Many spike-like anomalies of grain densities and clay mineral concentrations in silty sediments have been recognized in the uppermost part (60cm in length) of a piston core, named SG2, in Lake Suigetsu of Mikata area, Fukui Prefecture, central Japan. Grain density spikes indicate large precipitations of iron sulfides and carbonates from interstitial waters in the upper part of muddy turbidites, which were suddenly caused by earthquakes. Spikes of Fe- and Mgrich chlorite/illite ratio indicate large accumulations of detrital clay particles which flowed into lake by sudden flood.
After the Urami Canal was constructed between Lake Suigetsu and Lake Kukushi, which connects both lakes directly to the Sea of Japan, in 1664 A. D., sea water began to enter Lake Suigetsu and the lake changed its water conditions from fresh-to brackish-water. Iron mineral concentrations changed from siderite (FeCO3
) to pyrite (FeS2
) which was formed under sulfate reduction condition, in 35cm depth of a core column. Core column from 29cm to 35cm in depth shows a silty layer. Macroscopic observations and historical informations presumed a silty layer to be a muddy turbidite which was probably formed by Kanbun Earthquake (June 6, 1662 A. D.). This interpretation suggests that 29cm depth of core column represents deposition surface in 1662 A. D.

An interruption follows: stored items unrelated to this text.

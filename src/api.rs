use anyhow::Result;
use async_trait::async_trait;
use reqwest::{Client, RequestBuilder};
use serde::de::DeserializeOwned;
use tracing::debug;

use crate::error::ApiError;
use crate::types::{
    ApiObject, BackupListResponse, BackupSummary, CreateBackupRequest, ListOrArray, Nest,
    NestAttributes, Schedule, ScheduleAttributes, ServerAttributes, ServerContext, SetEggRequest,
};

#[mockall::automock]
#[async_trait]
pub trait PanelClientTrait: Send + Sync {
    async fn get_server(&self, uuid: &str) -> Result<ServerContext>;
    async fn list_schedules(&self, uuid: &str) -> Result<Vec<Schedule>>;
    async fn list_nests(&self) -> Result<Vec<Nest>>;
    async fn get_backup_summary(&self, uuid: &str) -> Result<BackupSummary>;
    async fn create_backup(&self, uuid: &str, request: &CreateBackupRequest) -> Result<()>;
    async fn set_egg(&self, uuid: &str, egg_id: u64, nest_id: u64) -> Result<()>;
    async fn reinstall(&self, uuid: &str) -> Result<()>;
}

pub struct PanelClient {
    client: Client,
    base_url: String,
    api_key: String,
}

impl PanelClient {
    pub fn new(panel_url: &str, api_key: &str) -> Self {
        Self {
            client: Client::new(),
            base_url: format!("{}/api/client", panel_url.trim_end_matches('/')),
            api_key: api_key.to_string(),
        }
    }

    fn url(&self, path: &str) -> String {
        format!("{}/{}", self.base_url, path)
    }

    fn authorized(&self, request: RequestBuilder) -> RequestBuilder {
        request
            .bearer_auth(&self.api_key)
            .header(reqwest::header::ACCEPT, "application/json")
    }

    async fn send(&self, request: RequestBuilder) -> Result<String> {
        let response = self.authorized(request).send().await.map_err(ApiError::from)?;
        let status = response.status();
        let body = response.text().await.map_err(ApiError::from)?;

        if !status.is_success() {
            return Err(ApiError::from_status(status.as_u16(), &body).into());
        }

        Ok(body)
    }

    async fn get_json<T: DeserializeOwned>(&self, path: &str) -> Result<T> {
        debug!(path, "GET");
        let body = self.send(self.client.get(self.url(path))).await?;
        Ok(serde_json::from_str(&body).map_err(ApiError::from)?)
    }
}

#[async_trait]
impl PanelClientTrait for PanelClient {
    async fn get_server(&self, uuid: &str) -> Result<ServerContext> {
        let server: ApiObject<ServerAttributes> =
            self.get_json(&format!("servers/{}", uuid)).await?;
        Ok(server.attributes.into())
    }

    async fn list_schedules(&self, uuid: &str) -> Result<Vec<Schedule>> {
        let list: ListOrArray<ScheduleAttributes> =
            self.get_json(&format!("servers/{}/schedules", uuid)).await?;
        Ok(list.into_items().into_iter().map(Schedule::from).collect())
    }

    async fn list_nests(&self) -> Result<Vec<Nest>> {
        let list: ListOrArray<NestAttributes> = self.get_json("nests").await?;
        Ok(list.into_items().into_iter().map(Nest::from).collect())
    }

    async fn get_backup_summary(&self, uuid: &str) -> Result<BackupSummary> {
        let list: BackupListResponse = self.get_json(&format!("servers/{}/backups", uuid)).await?;
        Ok(BackupSummary {
            backup_count: list.meta.backup_count,
        })
    }

    async fn create_backup(&self, uuid: &str, request: &CreateBackupRequest) -> Result<()> {
        debug!(uuid, name = %request.name, "POST backups");
        self.send(
            self.client
                .post(self.url(&format!("servers/{}/backups", uuid)))
                .json(request),
        )
        .await?;
        Ok(())
    }

    async fn set_egg(&self, uuid: &str, egg_id: u64, nest_id: u64) -> Result<()> {
        debug!(uuid, egg_id, nest_id, "PUT settings/egg");
        self.send(
            self.client
                .put(self.url(&format!("servers/{}/settings/egg", uuid)))
                .json(&SetEggRequest { egg_id, nest_id }),
        )
        .await?;
        Ok(())
    }

    async fn reinstall(&self, uuid: &str) -> Result<()> {
        debug!(uuid, "POST settings/reinstall");
        self.send(
            self.client
                .post(self.url(&format!("servers/{}/settings/reinstall", uuid))),
        )
        .await?;
        Ok(())
    }
}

Based on relative spacing between 0cm (=1991 A. D.) and 29cm (=1662 A. D.) depths, formation ages of grain density and chlorite/illite ratio spikes can be dated. Grain density spikes are interpreted to represent historical earthquake events of 1449, 1532, 1586, 1605 (Keicho Earthquake), 1662, 1683, 1707 (Houei Earthquake), 1819, 1854 (Ansei Earthquake), 1891 (Nou-bi Earthquake), 1909 (Gonou Earthquake) and 1963 (Echizenmisakioki Earthquake) of the Wakasa region. Chlorite/Mite ratio spikes are interpreted to represent historical flood events of 1633, 1691, 1701, 1729, 1735, 1786, 1791, 1825, 1842, 1853, 1866, 1895, 1953 (Typhoon No.13), 1959 (Isewan Typhoon), 1965 (Typhoon No.23 and No.24) in the Wakasa region. Five spikes cannot be correlated to historical earthquakes and floods. These events that represent depositions in 1646, 1799, 1848, 1931 and 1936 are probably correlated with historical engineering works of 1642, 1801, 1848, 1932 and 1934-35 around Lake Suigetsu.
All events suggest that non-bioturbated fine-graind sediments of meromictic lake near human communities recorded any earthquakes, floods and human activities over a long periods of which no historical literature exists.